OpenCL-执行缩减的方法

Question

From the following post , I try to implement a sum reduction of an array with this kernel code : 从下面的文章中，我尝试使用此内核代码对数组进行求和：

 #pragma OPENCL EXTENSION cl_khr_int64_base_atomics : enable

__kernel void sumGPU ( __global const long *input, 
               __global long *finalSum
               )
 {
  uint local_id = get_local_id(0);
  uint group_size = get_local_size(0);

  // Temporary local value
  local long tempInput;

  tempInput = input[local_id];

  // Variable for final sum 
  local long totalSumIntegerPart[1];

  // Initialize sums
  if (local_id==0)
    totalSumIntegerPart[0] = 0;

  // Compute atom_add into each workGroup 
  barrier(CLK_LOCAL_MEM_FENCE);

  atom_add(&totalSumIntegerPart[0], tempInput);

  barrier(CLK_LOCAL_MEM_FENCE);

  // Perform sum of each workGroup sum
  if (local_id==(get_local_size(0)-1))
    atom_add(finalSum, totalSumIntegerPart[0]);

}

But the value of finalSum is not the expected value (I have initially set the input array to : 但是finalSum的值不是预期值（我最初将input数组设置为：

 for (i=0; i<nWorkItems; i++)
    input[i] = i+1;

So, I expect with nWorkItems = 1024 : finalSum = nWorkItems*(nWorkItems+1)/2=524800 因此，我期望nWorkItems = 1024 ： finalSum = nWorkItems*(nWorkItems+1)/2=524800

And actually, I get finalSum = 16384 . 实际上，我得到finalSum = 16384 。
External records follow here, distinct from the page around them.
//! Pass-context rendering for the generation collaborator.

use anyhow::{Context, Result};
use minijinja::{Environment, context};
use tracing::debug;

const PASS_TEMPLATE: &str = include_str!("prompts/pass.md");

/// Everything the next generation round should know.
#[derive(Debug, Clone, Default)]
pub struct ContextInputs {
    pub story_title: String,
    pub story_body: String,
    pub labels: Vec<String>,
    pub memory: String,
    /// Failure summary from the previous pass, if any.
    pub failure: Option<String>,
    /// The most recently answered question and its answer, if any.
    pub question: Option<String>,
    pub answer: Option<String>,
    pub pass_number: u32,
    pub max_passes: u32,
}

/// Render the pass context, keeping large sections within `budget_bytes`.
///
/// Memory and failure output get a quarter of the budget each; both keep
/// their tail, which is where the most recent information lives.
pub fn render_pass_context(inputs: &ContextInputs, budget_bytes: usize) -> Result<String> {
    let section_budget = budget_bytes / 4;
    let memory = truncate_tail(&inputs.memory, section_budget);
    let failure = inputs
        .failure
        .as_deref()
        .map(|f| truncate_tail(f, section_budget));

    let mut env = Environment::new();
    env.add_template("pass", PASS_TEMPLATE)
        .context("pass template should be valid")?;
    let template = env.get_template("pass")?;
    let rendered = template.render(context! {
        memory => (!memory.trim().is_empty()).then_some(memory.trim()),
        story_title => inputs.story_title,
        story_body => inputs.story_body.trim(),
        labels => (!inputs.labels.is_empty()).then_some(&inputs.labels),
        failure => failure.as_deref().map(str::trim).filter(|s| !s.is_empty()),
        question => inputs.question.as_deref().map(str::trim),
        answer => inputs.answer.as_deref().map(str::trim).filter(|s| !s.is_empty()),
        pass_number => inputs.pass_number,
        max_passes => inputs.max_passes,
    })?;
    debug!(bytes = rendered.len(), "rendered pass context");
    Ok(rendered)
}

fn truncate_tail(text: &str, limit: usize) -> String {
    if text.len() <= limit {
        return text.to_string();
    }
    let mut start = text.len() - limit;
    while start < text.len() && !text.is_char_boundary(start) {
        start += 1;
    }
    format!("[... truncated ...]\n{}", &text[start..])
}

#[cfg(test)]
mod tests {
    use super::*;

    fn inputs() -> ContextInputs {
        ContextInputs {
            story_title: "Add order totals".to_string(),
            story_body: "Totals should include tax.".to_string(),
            labels: vec!["feature".to_string()],
            memory: "Project uses a Rust workspace.".to_string(),
            failure: None,
            question: None,
            answer: None,
            pass_number: 1,
            max_passes: 5,
        }
    }

    #[test]
    fn renders_story_and_memory() {
        let rendered = render_pass_context(&inputs(), 40_000).expect("render");
        assert!(rendered.contains("Add order totals"));
        assert!(rendered.contains("include tax"));
        assert!(rendered.contains("Rust workspace"));
        assert!(rendered.contains("Pass 1 of 5"));
    }

    #[test]
    fn includes_failure_on_retry_pass() {
        let mut input = inputs();
        input.pass_number = 2;
        input.failure = Some("FAILED tests/totals.rs: expected 12, got 10".to_string());

        let rendered = render_pass_context(&input, 40_000).expect("render");
        assert!(rendered.contains("Previous failure"));
        assert!(rendered.contains("expected 12, got 10"));
    }

    #[test]
    fn includes_answered_question() {
        let mut input = inputs();
        input.question = Some("Which rounding mode?".to_string());
        input.answer = Some("Round half up.".to_string());

        let rendered = render_pass_context(&input, 40_000).expect("render");
        assert!(rendered.contains("Which rounding mode?"));
        assert!(rendered.contains("Round half up."));
    }

    #[test]
    fn omits_empty_sections() {
        let mut input = inputs();
        input.memory = String::new();
        let rendered = render_pass_context(&input, 40_000).expect("render");
        assert!(!rendered.contains("Project memory"));
        assert!(!rendered.contains("Previous failure"));
        assert!(!rendered.contains("Answered question"));
    }

    #[test]
    fn truncates_oversized_memory_keeping_tail() {
        let mut input = inputs();
        input.memory = format!("{}\nnewest fact", "old stuff\n".repeat(5000));

        let rendered = render_pass_context(&input, 4_000).expect("render");
        assert!(rendered.contains("newest fact"));
        assert!(rendered.contains("[... truncated ...]"));
        assert!(rendered.len() < 10_000);
    }
}
//! Issue-board collaborator: ready stories in, status updates out.
//!
//! The [`Board`] trait is the seam to whatever tracks stories. The bundled
//! [`FileBoard`] keeps the board in a JSON file with atomic claim semantics,
//! which is enough for a single orchestrator per repository and for tests.

use std::fs;
use std::path::{Path, PathBuf};

use anyhow::{Context, Result, anyhow};
use serde::{Deserialize, Serialize};
use tracing::debug;

/// Board status of a story.
#[derive(Debug, Clone, Copy, PartialEq, Eq, Serialize, Deserialize)]
#[serde(rename_all = "snake_case")]
pub enum StoryStatus {
    Ready,
    InProgress,
    InReview,
    Blocked,
    Done,
}

/// A story as the board sees it.
#[derive(Debug, Clone, PartialEq, Eq, Serialize, Deserialize)]
pub struct StoryRef {
    pub id: u64,
    pub title: String,
    #[serde(default)]
    pub body: String,
    #[serde(default)]
    pub labels: Vec<String>,
    /// Board position; lower means higher priority.
    pub position: u32,
    pub status: StoryStatus,
}

/// Abstraction over the issue/board source.
pub trait Board {
    /// Ready stories in priority order (position, then id).
    fn list_ready(&self) -> Result<Vec<StoryRef>>;

    /// Atomically claim a ready story. Returns false when the story is no
    /// longer ready (lost race) — callers skip to the next candidate.
    fn claim(&self, story_id: u64) -> Result<bool>;

    fn set_status(&self, story_id: u64, status: StoryStatus) -> Result<()>;
}

#[derive(Debug, Clone, Default, Serialize, Deserialize)]
struct BoardFile {
    stories: Vec<StoryRef>,
}

/// JSON-file board (`.foreman/board.json`).
#[derive(Debug, Clone)]
pub struct FileBoard {
    path: PathBuf,
}

impl FileBoard {
    pub fn new(path: impl Into<PathBuf>) -> Self {
        Self { path: path.into() }
    }

    /// Write a board file with the given stories (used by init and tests).
    pub fn write(path: &Path, stories: &[StoryRef]) -> Result<()> {
        let file = BoardFile {
            stories: stories.to_vec(),
        };
        write_board(path, &file)
    }

    fn load(&self) -> Result<BoardFile> {
        if !self.path.exists() {
            return Ok(BoardFile::default());
        }
        let contents = fs::read_to_string(&self.path)
            .with_context(|| format!("read board {}", self.path.display()))?;
        serde_json::from_str(&contents)
            .with_context(|| format!("parse board {}", self.path.display()))
    }
}

fn write_board(path: &Path, file: &BoardFile) -> Result<()> {
    let mut buf = serde_json::to_string_pretty(file)?;
    buf.push('\n');
    let parent = path
        .parent()
        .with_context(|| format!("board path missing parent {}", path.display()))?;
    fs::create_dir_all(parent).with_context(|| format!("create directory {}", parent.display()))?;
    let tmp_path = path.with_extension("json.tmp");
    fs::write(&tmp_path, buf).with_context(|| format!("write temp board {}", tmp_path.display()))?;
    fs::rename(&tmp_path, path).with_context(|| format!("replace board {}", path.display()))?;
    Ok(())
}

impl Board for FileBoard {
    fn list_ready(&self) -> Result<Vec<StoryRef>> {
        let file = self.load()?;
        let mut ready: Vec<StoryRef> = file
            .stories
            .into_iter()
            .filter(|s| s.status == StoryStatus::Ready)
            .collect();
        ready.sort_by_key(|s| (s.position, s.id));
        Ok(ready)
    }

    fn claim(&self, story_id: u64) -> Result<bool> {
        let mut file = self.load()?;
        let story = file
            .stories
            .iter_mut()
            .find(|s| s.id == story_id)
            .ok_or_else(|| anyhow!("unknown story {story_id}"))?;
        if story.status != StoryStatus::Ready {
            debug!(story = story_id, status = ?story.status, "claim lost (not ready)");
            return Ok(false);
        }
        story.status = StoryStatus::InProgress;
        write_board(&self.path, &file)?;
        debug!(story = story_id, "story claimed");
        Ok(true)
    }

    fn set_status(&self, story_id: u64, status: StoryStatus) -> Result<()> {
        let mut file = self.load()?;
        let story = file
            .stories
            .iter_mut()
            .find(|s| s.id == story_id)
            .ok_or_else(|| anyhow!("unknown story {story_id}"))?;
        story.status = status;
        write_board(&self.path, &file)
    }
}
I get this result by taking a sizeWorkGroup = 16 and nWorkItems = 1024 . 我通过采用sizeWorkGroup = 16和nWorkItems = 1024获得此结果。

Strangely, with sizeWorkGroup = 32 and nWorkItems = 1024 , I get another value : finalSum = 32768 奇怪的是，在sizeWorkGroup = 32和nWorkItems = 1024 ，我得到另一个值： finalSum = 32768

I don't understand the last instruction (which is supposed to compute the sum of each partial sum, ie for each workgroup) : 我不明白最后一条指令（应该计算每个部分和的总和，即每个工作组的总和）：

// Perform sum of each workGroup sum
  if (local_id==(get_local_size(0)-1))
    atom_add(finalSum, totalSumIntegerPart[0]);

Indeed, I would have thought that instruction atom_add(finalSum, totalSumIntegerPart[0]); 确实，我会以为指令atom_add(finalSum, totalSumIntegerPart[0]); would be independent of the local_id if condition . if condition是独立于local_id 。
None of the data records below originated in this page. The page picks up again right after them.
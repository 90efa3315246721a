//! Scheduler: claim the next eligible story and create its job.

use std::sync::LazyLock;

use anyhow::Result;
use regex::Regex;
use tracing::{debug, info};

use crate::core::job::{Job, JobState};
use crate::core::ledger::Ledger;
use crate::io::board::{Board, StoryRef};
use crate::io::clock::TimeSource;
use crate::io::config::ForemanConfig;

/// Claim the highest-priority ready story and create its job.
///
/// Candidates are visited in board order (position, then id). A story with
/// a live job is skipped, and a lost claim race is skipped silently — the
/// scheduler simply tries the next candidate. Returns the new job's id, or
/// `None` when no story could be claimed this tick.
///
/// The caller persists the ledger; the board claim itself is atomic at the
/// board, which is what prevents two ticks from double-claiming a story.
pub fn claim_next(
    ledger: &mut Ledger,
    board: &dyn Board,
    config: &ForemanConfig,
    clock: &dyn TimeSource,
) -> Result<Option<u64>> {
    let mut candidates = board.list_ready()?;
    candidates.sort_by_key(|s| (s.position, s.id));

    for story in candidates {
        if let Some(job) = ledger.active_job_for_story(story.id) {
            debug!(story = story.id, job = job.id, "skipping story with live job");
            continue;
        }
        if !board.claim(story.id)? {
            debug!(story = story.id, "lost claim race, trying next candidate");
            continue;
        }

        let now = clock.now();
        let base_branch = determine_base_branch(ledger, config);
        let job = Job {
            id: ledger.allocate_job_id(),
            story_id: story.id,
            story_title: story.title.clone(),
            story_body: story.body.clone(),
            story_labels: story.labels.clone(),
            state: JobState::Claimed,
            passes_used: 0,
            branch: branch_name(&story),
            base_branch,
            pr_number: None,
            last_failure: None,
            pending_fingerprint: None,
            block_cause: None,
            cancel_requested: false,
            created_at: now,
            updated_at: now,
        };
        info!(job = job.id, story = story.id, branch = %job.branch, base = %job.base_branch, "story claimed");
        let id = job.id;
        ledger.jobs.push(job);
        return Ok(Some(id));
    }

    debug!("no claimable story this tick");
    Ok(None)
}

/// Base branch for a new job: stack on the newest in-review feature branch
/// when one exists, otherwise the configured integration branch.
fn determine_base_branch(ledger: &Ledger, config: &ForemanConfig) -> String {
    ledger
        .jobs
        .iter()
        .filter(|j| {
            j.pr_number.is_some()
                && matches!(
                    j.state,
                    JobState::ReadyForReview | JobState::Merging | JobState::NeedsReReview
                )
        })
        .max_by_key(|j| j.id)
        .map(|j| j.branch.clone())
        .unwrap_or_else(|| config.base_branch.clone())
}

/// Generate a branch name from story details: `feature/<id>-<slug>` or
/// `bug/<id>-<slug>` when a `bug` label is present.
pub fn branch_name(story: &StoryRef) -> String {
    let prefix = if story.labels.iter().any(|l| l.eq_ignore_ascii_case("bug")) {
        "bug"
    } else {
        "feature"
    };
    format!("{prefix}/{}-{}", story.id, slugify(&story.title, 40))
}

fn slugify(text: &str, max_length: usize) -> String {
    static NON_ALNUM: LazyLock<Regex> = LazyLock::new(|| Regex::new(r"[^a-z0-9]+").unwrap());
    let lower = text.to_lowercase();
    let slug = NON_ALNUM.replace_all(&lower, "-");
    let slug = slug.trim_matches('-');
    let mut end = slug.len().min(max_length);
    while end > 0 && !slug.is_char_boundary(end) {
        end -= 1;
    }
    slug[..end].trim_end_matches('-').to_string()
}

#[cfg(test)]
mod tests {
    use super::*;
    use crate::io::board::{FileBoard, StoryStatus};
    use crate::test_support::{FixedClock, job_in_state, story, t0};

    fn board_with(temp: &tempfile::TempDir, stories: &[StoryRef]) -> FileBoard {
        let path = temp.path().join("board.json");
        FileBoard::write(&path, stories).expect("write board");
        FileBoard::new(path)
    }

    #[test]
    fn claims_highest_priority_ready_story() {
        let temp = tempfile::tempdir().expect("tempdir");
        let board = board_with(&temp, &[story(2, "Second", 1), story(1, "First story", 0)]);
        let mut ledger = Ledger::default();
        let clock = FixedClock::new(t0());

        let job_id = claim_next(&mut ledger, &board, &ForemanConfig::default(), &clock)
            .expect("claim")
            .expect("job created");

        let job = ledger.job(job_id).expect("job");
        assert_eq!(job.story_id, 1);
        assert_eq!(job.state, JobState::Claimed);
        assert_eq!(job.branch, "feature/1-first-story");
        assert_eq!(job.base_branch, "develop");

        // The story left Ready; exactly one job exists for it.
        assert!(board.list_ready().expect("list").iter().all(|s| s.id != 1));
    }

    #[test]
    fn skips_story_with_live_job() {
        let temp = tempfile::tempdir().expect("tempdir");
        let board = board_with(&temp, &[story(1, "First", 0), story(2, "Second", 1)]);
        let mut ledger = Ledger::default();
        ledger.jobs.push(job_in_state(9, 1, JobState::Generating));
        let clock = FixedClock::new(t0());

        let job_id = claim_next(&mut ledger, &board, &ForemanConfig::default(), &clock)
            .expect("claim")
            .expect("job created");
        assert_eq!(ledger.job(job_id).unwrap().story_id, 2);
    }

    /// A board whose claim of story 1 always loses, as if a concurrent tick
    /// grabbed it between `list_ready` and `claim`.
    struct RacyBoard {
        inner: FileBoard,
    }

    impl Board for RacyBoard {
        fn list_ready(&self) -> anyhow::Result<Vec<StoryRef>> {
            self.inner.list_ready()
        }

        fn claim(&self, story_id: u64) -> anyhow::Result<bool> {
            if story_id == 1 {
                return Ok(false);
            }
            self.inner.claim(story_id)
        }

        fn set_status(&self, story_id: u64, status: StoryStatus) -> anyhow::Result<()> {
            self.inner.set_status(story_id, status)
        }
    }

    #[test]
    fn lost_claim_race_moves_to_next_candidate() {
        let temp = tempfile::tempdir().expect("tempdir");
        let board = RacyBoard {
            inner: board_with(&temp, &[story(1, "First", 0), story(2, "Second", 1)]),
        };
        let mut ledger = Ledger::default();
        let clock = FixedClock::new(t0());

        let job_id = claim_next(&mut ledger, &board, &ForemanConfig::default(), &clock)
            .expect("claim")
            .expect("job created");
        assert_eq!(ledger.job(job_id).unwrap().story_id, 2);
        // Exactly one job was created for the successful claim.
        assert_eq!(ledger.jobs.len(), 1);
    }

    #[test]
    fn returns_none_when_nothing_is_ready() {
        let temp = tempfile::tempdir().expect("tempdir");
        let board = board_with(&temp, &[]);
        let mut ledger = Ledger::default();
        let clock = FixedClock::new(t0());

        let result =
            claim_next(&mut ledger, &board, &ForemanConfig::default(), &clock).expect("claim");
        assert!(result.is_none());
        assert!(ledger.jobs.is_empty());
    }

    #[test]
    fn stacks_on_newest_in_review_branch() {
        let temp = tempfile::tempdir().expect("tempdir");
        let board = board_with(&temp, &[story(3, "Third", 0)]);
        let mut ledger = Ledger::default();
        let mut in_review = job_in_state(1, 1, JobState::ReadyForReview);
        in_review.branch = "feature/1-first".to_string();
        in_review.pr_number = Some(4);
        ledger.jobs.push(in_review);
        // Keep the id allocator consistent with the pre-seeded job: a real
        // ledger holding job id 1 always has next_job_id past it, otherwise
        // the next claim collides with this fixture's id.
        ledger.next_job_id = 2;
        let clock = FixedClock::new(t0());

        let job_id = claim_next(&mut ledger, &board, &ForemanConfig::default(), &clock)
            .expect("claim")
            .expect("job created");
        assert_eq!(ledger.job(job_id).unwrap().base_branch, "feature/1-first");
    }

    #[test]
    fn bug_label_selects_bug_prefix() {
        let mut s = story(7, "Fix the totals: rounding!", 0);
        s.labels = vec!["Bug".to_string()];
        assert_eq!(branch_name(&s), "bug/7-fix-the-totals-rounding");
    }

    #[test]
    fn slugify_collapses_and_truncates() {
        assert_eq!(slugify("Hello,   World! — again", 40), "hello-world-again");
        assert_eq!(slugify("x".repeat(60).as_str(), 10), "xxxxxxxxxx");
        assert_eq!(slugify("---", 40), "");
    }
}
The most important is this instruction has to be executed " number of workGroups " times (supposing that finalSum is a shared value between all workGroups, isn't it ?). 最重要的是，该指令必须执行“ number of workGroups ”次（假设finalSum是所有workGroup之间的共享值，不是吗？）。
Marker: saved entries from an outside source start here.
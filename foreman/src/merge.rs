//! Merge coordinator: rebase a job's branch onto its base and classify.
//!
//! The coordinator never resolves conflicts itself and never touches the
//! protected trunk branch. Repository mutations run under the repo lock so
//! stacked feature branches cannot race each other.

use anyhow::Result;
use tracing::{info, warn};

use crate::core::job::Job;
use crate::core::types::MergeSignal;
use crate::io::config::ForemanConfig;
use crate::io::git::{Git, RebaseOutcome, repo_lock};

/// Outcome of one merge attempt.
#[derive(Debug, Clone, PartialEq, Eq)]
pub struct MergeReport {
    pub signal: MergeSignal,
    pub detail: String,
}

/// Attempt a rebase-merge of `job.branch` into `job.base_branch`.
///
/// Clean rebase: the base is fast-forwarded to the rebased branch (and
/// pushed when a remote exists). Conflicts abort the attempt and report
/// [`MergeSignal::Conflict`]. Any other failure is [`MergeSignal::Failed`]
/// with the detail preserved for the operator.
pub fn merge(git: &Git, job: &Job, config: &ForemanConfig) -> Result<MergeReport> {
    // Merging into the trunk is a programming error, not a runtime branch:
    // jobs are only ever created with the configured base (or a stacked
    // feature branch) as their target.
    assert_ne!(
        job.base_branch, config.trunk_branch,
        "merge target must never be the protected trunk branch"
    );
    assert_ne!(
        job.branch, config.trunk_branch,
        "job branch must never be the protected trunk branch"
    );

    let lock = repo_lock(git.workdir());
    let _guard = lock.lock().unwrap_or_else(|e| e.into_inner());

    info!(job = job.id, branch = %job.branch, base = %job.base_branch, "attempting rebase merge");

    let attempt = (|| -> Result<MergeReport> {
        git.checkout_branch(&job.branch)?;
        match git.rebase_onto(&job.base_branch)? {
            RebaseOutcome::Conflict { detail } => {
                warn!(job = job.id, "rebase conflicted, leaving for re-review");
                return Ok(MergeReport {
                    signal: MergeSignal::Conflict,
                    detail,
                });
            }
            RebaseOutcome::Clean => {}
        }

        git.checkout_branch(&job.base_branch)?;
        git.merge_ff_only(&job.branch)?;
        if git.has_remote("origin")? {
            git.push(&job.base_branch)?;
        }
        info!(job = job.id, base = %job.base_branch, "merge completed");
        Ok(MergeReport {
            signal: MergeSignal::Clean,
            detail: String::new(),
        })
    })();

    match attempt {
        Ok(report) => Ok(report),
        Err(err) => {
            warn!(job = job.id, error = %err, "merge attempt failed");
            Ok(MergeReport {
                signal: MergeSignal::Failed,
                detail: format!("{err:#}"),
            })
        }
    }
}
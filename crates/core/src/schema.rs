//! Structured Payload Model
//!
//! The two response shapes the orchestrator negotiates with the backend:
//! a four-phase tutoring turn and a quiz evaluation. Closed-set fields are
//! Rust enums, schema-optional fields are `Option`s, and a parsed payload
//! is rejected (and repaired upstream) rather than permissively defaulted.
//! The JSON schema descriptors sent alongside structured requests live
//! here too, declared literally because they carry enum and range
//! constraints the type definitions alone cannot express.

use serde::{Deserialize, Serialize};
use serde_json::{Value, json};
use std::fmt;

// --- Closed vocabularies shared with the backend schema ---

#[derive(Debug, Clone, Copy, PartialEq, Eq, Serialize, Deserialize)]
#[serde(rename_all = "snake_case")]
pub enum StudentLevel {
    Beginner,
    Intermediate,
    Advanced,
}

#[derive(Debug, Clone, Copy, PartialEq, Eq, Serialize, Deserialize)]
#[serde(rename_all = "snake_case")]
pub enum LearningStyle {
    Visual,
    Auditory,
    Kinesthetic,
    Reading,
}

#[derive(Debug, Clone, Copy, PartialEq, Eq, Serialize, Deserialize)]
#[serde(rename_all = "snake_case")]
pub enum ConceptComplexity {
    Basic,
    Moderate,
    Complex,
}

#[derive(Debug, Clone, Copy, PartialEq, Eq, Serialize, Deserialize)]
#[serde(rename_all = "snake_case")]
pub enum TeachingMethod {
    StepByStep,
    Analogy,
    ExampleBased,
    Visual,
    Interactive,
}

#[derive(Debug, Clone, Copy, PartialEq, Eq, Serialize, Deserialize)]
#[serde(rename_all = "snake_case")]
pub enum QuizQuestionKind {
    MultipleChoice,
    ShortAnswer,
    TrueFalse,
    Calculation,
}

#[derive(Debug, Clone, Copy, PartialEq, Eq, Serialize, Deserialize)]
#[serde(rename_all = "snake_case")]
pub enum QuizDifficulty {
    Easy,
    Medium,
    Hard,
}

#[derive(Debug, Clone, Copy, PartialEq, Eq, Serialize, Deserialize)]
#[serde(rename_all = "snake_case")]
pub enum MasteryLevel {
    NeedsReview,
    Progressing,
    Mastered,
}

impl fmt::Display for MasteryLevel {
    fn fmt(&self, f: &mut fmt::Formatter<'_>) -> fmt::Result {
        let label = match self {
            MasteryLevel::NeedsReview => "needs_review",
            MasteryLevel::Progressing => "progressing",
            MasteryLevel::Mastered => "mastered",
        };
        write!(f, "{label}")
    }
}

#[derive(Debug, Clone, Copy, PartialEq, Eq, Serialize, Deserialize)]
#[serde(rename_all = "snake_case")]
pub enum ActionRequired {
    AnswerQuestion,
    TakeQuiz,
    ExploreTopic,
    PracticeMore,
}

#[derive(Debug, Clone, Copy, PartialEq, Eq, Serialize, Deserialize)]
#[serde(rename_all = "snake_case")]
pub enum EngagementLevel {
    Low,
    Medium,
    High,
}

#[derive(Debug, Clone, Copy, PartialEq, Eq, Serialize, Deserialize)]
#[serde(rename_all = "snake_case")]
pub enum PerformanceLevel {
    Excellent,
    Good,
    NeedsImprovement,
    RequiresReview,
}

impl fmt::Display for PerformanceLevel {
    fn fmt(&self, f: &mut fmt::Formatter<'_>) -> fmt::Result {
        let label = match self {
            PerformanceLevel::Excellent => "excellent",
            PerformanceLevel::Good => "good",
            PerformanceLevel::NeedsImprovement => "needs_improvement",
            PerformanceLevel::RequiresReview => "requires_review",
        };
        write!(f, "{label}")
    }
}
So I thought I could replace : 所以我认为我可以代替：

// Perform sum of each workGroup sum
  if (local_id==(get_local_size(0)-1))
    atom_add(finalSum, totalSumIntegerPart[0]);

by 通过

 // Perform sum of each workGroup sum
      if (local_id==0)
        atom_add(finalSum, totalSumIntegerPart[0]);

Anyone could help to find the right value with my parameters ( sizeWorkGroup = 16 and nWorkItems = 1024 ), ie a finalSum equal to 524800 ? 任何人都可以使用我的参数（ sizeWorkGroup = 16和nWorkItems = 1024 ）来找到正确的值，即finalSum等于524800吗？

or exlain to me why this final sum is not well performed ? 还是向我解释为什么最后一笔款项表现不佳？

UPDATE : 更新：

Here's the kernel code on the following link (it is slightly different from mine because atom_add here only increment 1 for each workitem) : 这是以下链接上的内核代码（它与我的稍有不同，因为这里的atom_add对每个工作项仅增加1）：

kernel void AtomicSum(global int* sum)

{
 local int tmpSum[1]; 
 if(get_local_id(0)==0){
 tmpSum[0]=0;}

barrier(CLK_LOCAL_MEM_FENCE);         
atomic_add(&tmpSum[0],1);         
barrier(CLK_LOCAL_MEM_FENCE);    

if(get_local_id(0)==(get_local_size(0)-1)){
  atomic_add(sum,tmpSum[0]);
 }

}

Is this a valid kernel code, I mean, which gives good results ? 我的意思是，这是有效的内核代码，可以带来良好的效果吗？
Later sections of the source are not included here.